Collection entries:
------------------------------------------------------------

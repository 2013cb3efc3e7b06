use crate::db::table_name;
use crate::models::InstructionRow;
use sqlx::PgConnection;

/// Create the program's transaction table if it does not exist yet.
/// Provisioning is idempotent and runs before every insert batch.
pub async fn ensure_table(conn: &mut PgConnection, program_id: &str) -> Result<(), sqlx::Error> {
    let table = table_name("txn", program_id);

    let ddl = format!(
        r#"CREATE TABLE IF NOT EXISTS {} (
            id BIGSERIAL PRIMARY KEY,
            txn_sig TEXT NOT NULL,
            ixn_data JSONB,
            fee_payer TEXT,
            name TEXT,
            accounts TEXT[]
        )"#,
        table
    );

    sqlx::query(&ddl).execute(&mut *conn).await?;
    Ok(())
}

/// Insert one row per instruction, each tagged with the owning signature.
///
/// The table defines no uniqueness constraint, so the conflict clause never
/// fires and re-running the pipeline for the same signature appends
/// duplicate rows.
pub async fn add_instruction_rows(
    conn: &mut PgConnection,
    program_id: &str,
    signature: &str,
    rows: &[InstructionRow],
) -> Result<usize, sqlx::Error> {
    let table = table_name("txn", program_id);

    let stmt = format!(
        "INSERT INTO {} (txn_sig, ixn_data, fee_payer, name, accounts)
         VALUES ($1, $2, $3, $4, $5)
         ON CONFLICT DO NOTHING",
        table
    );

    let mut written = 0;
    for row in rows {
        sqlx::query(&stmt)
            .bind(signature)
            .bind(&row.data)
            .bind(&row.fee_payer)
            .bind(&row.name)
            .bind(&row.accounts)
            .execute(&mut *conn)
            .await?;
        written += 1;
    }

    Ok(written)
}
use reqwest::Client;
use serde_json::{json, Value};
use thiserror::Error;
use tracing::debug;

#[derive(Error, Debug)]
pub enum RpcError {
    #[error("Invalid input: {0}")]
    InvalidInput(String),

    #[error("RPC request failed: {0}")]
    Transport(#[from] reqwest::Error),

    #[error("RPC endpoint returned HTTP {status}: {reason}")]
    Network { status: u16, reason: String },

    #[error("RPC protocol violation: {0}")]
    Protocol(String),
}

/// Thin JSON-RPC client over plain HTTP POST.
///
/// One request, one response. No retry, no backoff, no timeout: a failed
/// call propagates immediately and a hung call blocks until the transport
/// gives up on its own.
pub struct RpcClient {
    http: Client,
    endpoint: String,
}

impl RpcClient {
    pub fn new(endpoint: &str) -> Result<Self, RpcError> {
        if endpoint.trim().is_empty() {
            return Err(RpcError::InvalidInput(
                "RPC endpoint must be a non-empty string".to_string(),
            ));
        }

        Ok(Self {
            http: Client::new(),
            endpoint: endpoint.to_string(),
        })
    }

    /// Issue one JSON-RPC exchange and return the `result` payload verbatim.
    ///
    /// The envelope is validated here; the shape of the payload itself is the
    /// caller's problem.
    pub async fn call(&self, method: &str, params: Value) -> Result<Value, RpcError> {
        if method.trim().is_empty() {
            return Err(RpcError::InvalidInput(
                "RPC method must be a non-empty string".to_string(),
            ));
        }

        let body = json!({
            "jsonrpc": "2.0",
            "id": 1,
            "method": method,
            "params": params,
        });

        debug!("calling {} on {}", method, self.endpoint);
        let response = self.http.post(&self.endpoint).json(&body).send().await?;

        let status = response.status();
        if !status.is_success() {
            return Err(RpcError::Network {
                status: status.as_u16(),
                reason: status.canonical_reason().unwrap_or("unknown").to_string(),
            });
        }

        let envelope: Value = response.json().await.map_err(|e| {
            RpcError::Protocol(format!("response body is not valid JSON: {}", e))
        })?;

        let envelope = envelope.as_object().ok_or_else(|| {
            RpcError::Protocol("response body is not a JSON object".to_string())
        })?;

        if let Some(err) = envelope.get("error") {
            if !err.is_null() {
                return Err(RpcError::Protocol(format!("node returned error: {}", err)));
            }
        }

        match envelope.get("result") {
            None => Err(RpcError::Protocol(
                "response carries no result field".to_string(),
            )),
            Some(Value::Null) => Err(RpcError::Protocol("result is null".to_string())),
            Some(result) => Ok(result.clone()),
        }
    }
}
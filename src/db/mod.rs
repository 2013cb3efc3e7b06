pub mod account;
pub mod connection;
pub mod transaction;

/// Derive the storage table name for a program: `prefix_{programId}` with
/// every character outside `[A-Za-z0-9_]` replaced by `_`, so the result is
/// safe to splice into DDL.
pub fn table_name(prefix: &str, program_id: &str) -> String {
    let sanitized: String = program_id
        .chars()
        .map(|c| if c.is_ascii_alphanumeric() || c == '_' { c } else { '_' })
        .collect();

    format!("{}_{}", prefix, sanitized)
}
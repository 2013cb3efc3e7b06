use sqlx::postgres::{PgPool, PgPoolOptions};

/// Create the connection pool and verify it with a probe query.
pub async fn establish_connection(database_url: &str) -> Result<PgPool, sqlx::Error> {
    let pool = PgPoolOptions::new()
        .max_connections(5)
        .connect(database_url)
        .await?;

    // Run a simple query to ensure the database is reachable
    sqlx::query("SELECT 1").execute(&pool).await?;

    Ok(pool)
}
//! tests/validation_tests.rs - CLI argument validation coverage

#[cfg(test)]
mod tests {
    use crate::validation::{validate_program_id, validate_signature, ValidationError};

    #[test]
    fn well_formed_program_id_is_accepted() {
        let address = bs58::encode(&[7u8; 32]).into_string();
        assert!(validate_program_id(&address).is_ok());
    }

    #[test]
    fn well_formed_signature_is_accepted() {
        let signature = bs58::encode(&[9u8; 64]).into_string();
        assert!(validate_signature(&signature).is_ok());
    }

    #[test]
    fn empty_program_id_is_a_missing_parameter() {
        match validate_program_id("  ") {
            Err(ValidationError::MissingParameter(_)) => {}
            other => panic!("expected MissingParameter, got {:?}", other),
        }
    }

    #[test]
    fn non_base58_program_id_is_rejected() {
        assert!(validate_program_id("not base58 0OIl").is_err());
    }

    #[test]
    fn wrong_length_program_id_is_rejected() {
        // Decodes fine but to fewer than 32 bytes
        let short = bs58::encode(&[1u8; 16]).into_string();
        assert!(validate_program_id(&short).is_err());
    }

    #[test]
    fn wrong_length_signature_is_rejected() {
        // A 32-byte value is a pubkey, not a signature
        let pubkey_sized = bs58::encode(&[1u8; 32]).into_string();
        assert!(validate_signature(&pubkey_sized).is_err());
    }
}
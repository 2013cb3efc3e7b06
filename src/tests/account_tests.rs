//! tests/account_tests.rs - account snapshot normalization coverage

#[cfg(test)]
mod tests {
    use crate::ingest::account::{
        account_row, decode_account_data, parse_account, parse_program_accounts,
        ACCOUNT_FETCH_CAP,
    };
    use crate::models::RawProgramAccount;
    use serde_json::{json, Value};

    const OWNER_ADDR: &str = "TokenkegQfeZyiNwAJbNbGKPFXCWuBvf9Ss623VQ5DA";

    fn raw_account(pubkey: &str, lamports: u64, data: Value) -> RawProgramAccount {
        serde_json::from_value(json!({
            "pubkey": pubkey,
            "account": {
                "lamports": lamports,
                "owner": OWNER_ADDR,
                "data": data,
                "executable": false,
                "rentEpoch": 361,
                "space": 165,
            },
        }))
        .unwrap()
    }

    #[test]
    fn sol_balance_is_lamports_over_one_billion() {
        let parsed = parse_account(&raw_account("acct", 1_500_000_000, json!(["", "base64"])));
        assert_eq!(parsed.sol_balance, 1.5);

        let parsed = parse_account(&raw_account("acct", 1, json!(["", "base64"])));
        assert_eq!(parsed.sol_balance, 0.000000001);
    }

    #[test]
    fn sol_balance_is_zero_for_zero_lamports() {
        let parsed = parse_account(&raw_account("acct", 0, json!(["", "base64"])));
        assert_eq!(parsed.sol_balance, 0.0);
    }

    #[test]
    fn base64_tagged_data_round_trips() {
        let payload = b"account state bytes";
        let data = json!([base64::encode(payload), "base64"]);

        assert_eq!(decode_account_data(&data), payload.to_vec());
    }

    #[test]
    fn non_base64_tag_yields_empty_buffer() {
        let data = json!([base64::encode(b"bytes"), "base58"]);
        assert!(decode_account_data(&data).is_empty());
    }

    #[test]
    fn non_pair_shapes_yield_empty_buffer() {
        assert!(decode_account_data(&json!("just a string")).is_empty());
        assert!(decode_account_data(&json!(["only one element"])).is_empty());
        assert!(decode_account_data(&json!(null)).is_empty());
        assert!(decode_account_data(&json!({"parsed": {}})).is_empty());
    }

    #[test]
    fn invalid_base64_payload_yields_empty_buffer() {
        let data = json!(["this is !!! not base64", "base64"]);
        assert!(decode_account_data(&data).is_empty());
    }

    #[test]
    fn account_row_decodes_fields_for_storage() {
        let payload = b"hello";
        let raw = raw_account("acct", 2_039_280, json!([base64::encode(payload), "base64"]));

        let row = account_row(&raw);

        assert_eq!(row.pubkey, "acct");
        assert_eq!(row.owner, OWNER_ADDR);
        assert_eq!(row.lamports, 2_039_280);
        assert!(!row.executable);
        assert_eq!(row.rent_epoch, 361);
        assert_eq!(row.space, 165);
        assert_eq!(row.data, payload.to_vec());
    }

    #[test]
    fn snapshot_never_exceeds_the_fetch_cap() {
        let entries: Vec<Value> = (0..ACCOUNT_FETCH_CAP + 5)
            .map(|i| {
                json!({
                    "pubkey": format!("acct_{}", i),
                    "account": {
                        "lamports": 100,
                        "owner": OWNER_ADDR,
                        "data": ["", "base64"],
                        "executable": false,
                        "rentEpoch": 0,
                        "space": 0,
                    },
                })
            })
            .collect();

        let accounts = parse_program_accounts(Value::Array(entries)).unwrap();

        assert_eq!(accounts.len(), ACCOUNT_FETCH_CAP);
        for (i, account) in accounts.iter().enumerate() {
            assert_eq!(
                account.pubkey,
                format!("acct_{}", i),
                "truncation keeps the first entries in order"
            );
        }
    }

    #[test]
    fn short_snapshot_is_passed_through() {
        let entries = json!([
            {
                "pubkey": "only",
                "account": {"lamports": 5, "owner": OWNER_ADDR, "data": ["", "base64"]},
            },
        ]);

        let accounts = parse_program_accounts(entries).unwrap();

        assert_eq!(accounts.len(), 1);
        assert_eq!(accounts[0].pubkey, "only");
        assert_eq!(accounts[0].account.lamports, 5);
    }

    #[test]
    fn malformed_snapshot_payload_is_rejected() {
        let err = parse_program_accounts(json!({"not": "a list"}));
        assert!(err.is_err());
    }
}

------------------------------------------------------------

ACTION ITEM: Search the entries for the word "bind" and show every line that has it.

ANSWER TO THE PROBLEM:
            .bind(signature)
            .bind(&row.data)
            .bind(&row.fee_payer)
            .bind(&row.name)
            .bind(&row.accounts)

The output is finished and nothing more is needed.